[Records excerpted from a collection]

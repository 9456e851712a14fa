//! Fetch a URL and print the outcome.
//!
//! Usage:
//!   cargo run --bin fetch -- https://httpbin.org/redirect/2
//!
//!   # Request logs:
//!   RUST_LOG=callflow_client=debug cargo run --bin fetch -- https://example.com
//!
//! Environment:
//!   MAX_REDIRECTS  redirects to follow (default 5)
//!   TIMEOUT_MS     request timeout in milliseconds (default 10000)

use std::env;
use std::time::Duration;

use callflow_client::{Client, RequestOptions};
use tracing_subscriber::EnvFilter;

#[tokio::main]
async fn main() -> anyhow::Result<()> {
    tracing_subscriber::fmt()
        .with_env_filter(EnvFilter::from_default_env())
        .init();

    let url = env::args()
        .nth(1)
        .unwrap_or_else(|| "https://example.com".to_string());
    let max_redirects = env::var("MAX_REDIRECTS")
        .ok()
        .and_then(|v| v.parse().ok())
        .unwrap_or(5);
    let timeout = env::var("TIMEOUT_MS")
        .ok()
        .and_then(|v| v.parse().ok())
        .map(Duration::from_millis)
        .unwrap_or(Duration::from_secs(10));

    let client = Client::builder()
        .max_redirects(max_redirects)
        .timeout(timeout)
        .build()?;

    let request = client.request(
        RequestOptions::get(&url).on_progress(|event| match event.total {
            Some(total) => eprintln!("  {}/{} bytes", event.loaded, total),
            None => eprintln!("  {} bytes", event.loaded),
        }),
    );
    let response = request.clone().await;

    let mut hop = Some(request.lifecycle().clone());
    while let Some(lifecycle) = hop {
        println!("{} -> {}", lifecycle.options().url(), lifecycle.status());
        hop = lifecycle.redirect();
    }

    println!("end status: {}", response.end_status());
    match response.error() {
        None => {
            let text = response.text().unwrap_or_default();
            println!("{} bytes", text.len());
            if let Some(content_type) = response.header("content-type") {
                println!("content-type: {}", content_type);
            }
        }
        Some(reason) => {
            let cause = response.cause().map(ToString::to_string).unwrap_or_default();
            anyhow::bail!("request failed ({}): {}", reason, cause);
        }
    }

    Ok(())
}
// tests/field_tests.rs

use std::str::FromStr;

use piglet::BuildError;
use piglet::field::{
    BinaryExpression, BinaryOperator, CallExpression, Field, FieldExt, FieldOptions, FieldType,
    Literal, PrefixExpression, Reference, SuffixExpression,
};
use rust_decimal::Decimal;

// Helper functions to build trees for testing
fn field(name: &str) -> Reference {
    Reference::new(name).unwrap()
}

fn typed(name: &str, field_type: FieldType) -> Reference {
    Reference::typed(name, field_type).unwrap()
}

fn sum(a: &str, b: &str) -> BinaryExpression {
    field(a).plus(field(b))
}

fn suffix(op: &str, operand: impl Field + 'static) -> SuffixExpression {
    SuffixExpression::new(op, operand, FieldOptions::default()).unwrap()
}

// ============================================================================
// Parenthesization
// ============================================================================

#[test]
fn test_simple_nodes_are_not_parenthesized() {
    let simple: Vec<Box<dyn Field>> = vec![
        Box::new(field("age")),
        Box::new(field("$0")),
        Box::new(field("users::name")),
        Box::new(Literal::Int(7)),
        Box::new(Literal::chararray("x")),
    ];

    for node in &simple {
        assert!(node.is_simple());
        assert_eq!(node.parenthesize(), node.render());
    }
}

#[test]
fn test_compound_nodes_are_parenthesized() {
    let compound: Vec<Box<dyn Field>> = vec![
        Box::new(sum("a", "b")),
        Box::new(field("age").is_null()),
        Box::new(field("flag").not()),
        Box::new(CallExpression::new("COUNT", vec![Box::new(field("a"))], FieldOptions::default()).unwrap()),
    ];

    for node in &compound {
        assert!(!node.is_simple());
        assert_eq!(node.parenthesize(), format!("({})", node.render()));
    }
}

#[test]
fn test_rendering_is_idempotent() {
    let expr = sum("a", "b").times(field("c")).desc();

    assert_eq!(expr.render(), expr.render());
    assert_eq!(expr.render(), "((a + b) * c) DESC");
}

#[test]
fn test_boxed_field_delegates() {
    let boxed: Box<dyn Field> = Box::new(sum("a", "b"));

    assert_eq!(boxed.render(), "a + b");
    assert!(!boxed.is_simple());
    assert_eq!(boxed.parenthesize(), "(a + b)");
}

// ============================================================================
// Suffix expressions
// ============================================================================

#[test]
fn test_suffix_on_simple_operand() {
    let expr = suffix("IS NULL", field("age"));

    assert_eq!(expr.render(), "age IS NULL");
    assert_eq!(expr.operator(), "IS NULL");
    assert_eq!(expr.operand().render(), "age");
}

#[test]
fn test_suffix_on_compound_operand() {
    let expr = suffix("DESC", sum("a", "b"));

    assert_eq!(expr.render(), "(a + b) DESC");
}

#[test]
fn test_suffix_is_never_simple() {
    let expr = suffix("ASC", field("a"));

    assert!(!expr.is_simple());
    assert_eq!(suffix("DESC", expr).render(), "(a ASC) DESC");
}

#[test]
fn test_suffix_type_follows_operand() {
    let expr = suffix("DESC", typed("score", FieldType::Double));

    assert_eq!(expr.field_type(), FieldType::Double);
}

#[test]
fn test_suffix_type_override() {
    let expr = SuffixExpression::new(
        "IS NULL",
        typed("score", FieldType::Double),
        FieldOptions::typed(FieldType::Boolean),
    )
    .unwrap();

    assert_eq!(expr.field_type(), FieldType::Boolean);
}

#[test]
fn test_suffix_rejects_blank_operator() {
    let err = SuffixExpression::new("  ", field("a"), FieldOptions::default()).unwrap_err();

    assert_eq!(err, BuildError::Empty { what: "suffix operator" });
}

#[test]
fn test_suffix_builders() {
    assert_eq!(field("a").is_null().field_type(), FieldType::Boolean);
    assert_eq!(field("a").is_not_null().render(), "a IS NOT NULL");
    assert_eq!(field("a").asc().render(), "a ASC");
    assert_eq!(typed("a", FieldType::Long).desc().field_type(), FieldType::Long);
}

// ============================================================================
// Prefix expressions and casts
// ============================================================================

#[test]
fn test_word_prefix_is_spaced() {
    let expr = field("active").equals(Literal::Int(1)).not();

    assert_eq!(expr.render(), "NOT (active == 1)");
    assert_eq!(expr.field_type(), FieldType::Boolean);
}

#[test]
fn test_symbol_prefix_is_not_spaced() {
    assert_eq!(field("x").negate().render(), "-x");
    assert_eq!(sum("a", "b").negate().render(), "-(a + b)");
}

#[test]
fn test_cast() {
    let expr = sum("a", "b").cast(FieldType::Long);

    assert_eq!(expr.render(), "(long)(a + b)");
    assert_eq!(expr.field_type(), FieldType::Long);
    assert_eq!(field("a").cast(FieldType::Chararray).render(), "(chararray)a");
}

#[test]
fn test_prefix_constructor() {
    let expr = PrefixExpression::new("NOT", field("a"), FieldOptions::default()).unwrap();
    assert_eq!(expr.render(), "NOT a");
    assert_eq!(expr.field_type(), FieldType::Bytearray);

    let err = PrefixExpression::new("", field("a"), FieldOptions::default()).unwrap_err();
    assert_eq!(err, BuildError::Empty { what: "prefix operator" });
}

// ============================================================================
// Binary expressions
// ============================================================================

#[test]
fn test_nested_arithmetic() {
    let expr = sum("a", "b").times(field("c").minus(field("d")));

    assert_eq!(expr.render(), "(a + b) * (c - d)");
}

#[test]
fn test_arithmetic_takes_left_type() {
    let expr = typed("a", FieldType::Int).plus(Literal::Long(2));

    assert_eq!(expr.render(), "a + 2L");
    assert_eq!(expr.field_type(), FieldType::Int);
}

#[test]
fn test_comparisons_are_boolean() {
    let expr = typed("price", FieldType::Double)
        .greater_than(Literal::Int(100))
        .and(field("status").equals(Literal::chararray("open")));

    assert_eq!(expr.render(), "(price > 100) AND (status == 'open')");
    assert_eq!(expr.field_type(), FieldType::Boolean);
}

#[test]
fn test_binary_type_override() {
    let expr = BinaryExpression::new(
        field("a"),
        BinaryOperator::Divide,
        field("b"),
        FieldOptions::typed(FieldType::Double),
    );

    assert_eq!(expr.field_type(), FieldType::Double);
    assert_eq!(expr.op(), BinaryOperator::Divide);
}

#[test]
fn test_matches() {
    let expr = field("url").matches(".*\\.com");

    assert_eq!(expr.render(), "url matches '.*\\\\.com'");
}

#[test]
fn test_binary_operator_from_str() {
    assert_eq!(BinaryOperator::from_str("and").unwrap(), BinaryOperator::And);
    assert_eq!(BinaryOperator::from_str(">=").unwrap(), BinaryOperator::GreaterEqual);
    assert_eq!(
        BinaryOperator::from_str("<>").unwrap_err(),
        BuildError::InvalidOperator("<>".into())
    );
}

// ============================================================================
// Calls, literals and references
// ============================================================================

#[test]
fn test_call_renders_bare_arguments() {
    let call = CallExpression::new(
        "CONCAT",
        vec![Box::new(sum("a", "b").cast(FieldType::Chararray)), Box::new(Literal::chararray("!"))],
        FieldOptions::default(),
    )
    .unwrap();

    assert_eq!(call.render(), "CONCAT((chararray)(a + b), '!')");
    assert_eq!(call.field_type(), FieldType::Chararray);
}

#[test]
fn test_call_types() {
    let count = CallExpression::new("COUNT", vec![Box::new(field("bag"))], FieldOptions::typed(FieldType::Long))
        .unwrap();
    assert_eq!(count.field_type(), FieldType::Long);

    let nullary = CallExpression::new("RANDOM", Vec::new(), FieldOptions::default()).unwrap();
    assert_eq!(nullary.render(), "RANDOM()");
    assert_eq!(nullary.field_type(), FieldType::Bytearray);
}

#[test]
fn test_call_names() {
    assert!(CallExpression::new("com.example.Upper", Vec::new(), FieldOptions::default()).is_ok());
    assert!(matches!(
        CallExpression::new("bad name", Vec::new(), FieldOptions::default()),
        Err(BuildError::InvalidFunctionName(_))
    ));
}

#[test]
fn test_literals() {
    assert_eq!(Literal::Int(-3).render(), "-3");
    assert_eq!(Literal::Long(42).render(), "42L");
    assert_eq!(Literal::Double(Decimal::from(3)).render(), "3.0");
    assert_eq!(Literal::Double(Decimal::new(125, 2)).render(), "1.25");
    assert_eq!(Literal::Float(Decimal::new(15, 1)).render(), "1.5F");
    assert_eq!(Literal::chararray("it's").render(), "'it\\'s'");
    assert_eq!(Literal::Float(Decimal::ONE).field_type(), FieldType::Float);
}

#[test]
fn test_negative_literals_are_compound() {
    assert!(!Literal::Int(-5).is_simple());
    assert!(!Literal::Long(-5).is_simple());
    assert!(!Literal::Double(Decimal::new(-15, 1)).is_simple());
    assert!(!Literal::Float(Decimal::new(-15, 1)).is_simple());
    assert!(Literal::Int(0).is_simple());
    assert_eq!(Literal::Int(-5).render(), "-5");
}

#[test]
fn test_negated_negative_literal_has_no_comment_marker() {
    let ints = Literal::Int(-5).negate().render();
    let doubles = Literal::Double(Decimal::new(-15, 1)).negate().render();

    assert_eq!(ints, "-(-5)");
    assert_eq!(doubles, "-(-1.5)");
    assert!(!ints.contains("--"));
    assert!(!doubles.contains("--"));
}

#[test]
fn test_negative_literal_under_operators() {
    assert_eq!(field("a").minus(Literal::Int(-5)).render(), "a - (-5)");
    assert_eq!(Literal::Int(-5).cast(FieldType::Long).render(), "(long)(-5)");
    assert_eq!(Literal::Long(-7).times(field("b")).render(), "(-7L) * b");
    assert_eq!(Literal::Int(-5).desc().render(), "(-5) DESC");
}

#[test]
fn test_reference_validation() {
    assert_eq!(field("a").field_type(), FieldType::Bytearray);
    assert_eq!(
        Reference::new("").unwrap_err(),
        BuildError::Empty { what: "field name" }
    );
    assert_eq!(
        Reference::new("1abc").unwrap_err(),
        BuildError::InvalidFieldName("1abc".into())
    );
    assert!(Reference::new("a b").is_err());
}

// ============================================================================
// Types
// ============================================================================

#[test]
fn test_field_type_from_str() {
    assert_eq!(FieldType::from_str("chararray").unwrap(), FieldType::Chararray);
    assert_eq!(FieldType::from_str("INT").unwrap(), FieldType::Int);
    assert_eq!(
        FieldType::from_str("string").unwrap_err(),
        BuildError::UnknownType("string".into())
    );
}

#[test]
fn test_field_type_names_round_trip() {
    for t in FieldType::ALL {
        assert_eq!(FieldType::from_str(&t.to_string()).unwrap(), t);
    }
    assert!(FieldType::Long.is_numeric());
    assert!(!FieldType::Bag.is_numeric());
}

■ **Work instructions**
Of all the lines in the entries, count those with the string "SuffixExpression", and report only that number.

■ **Output for this exercise**
5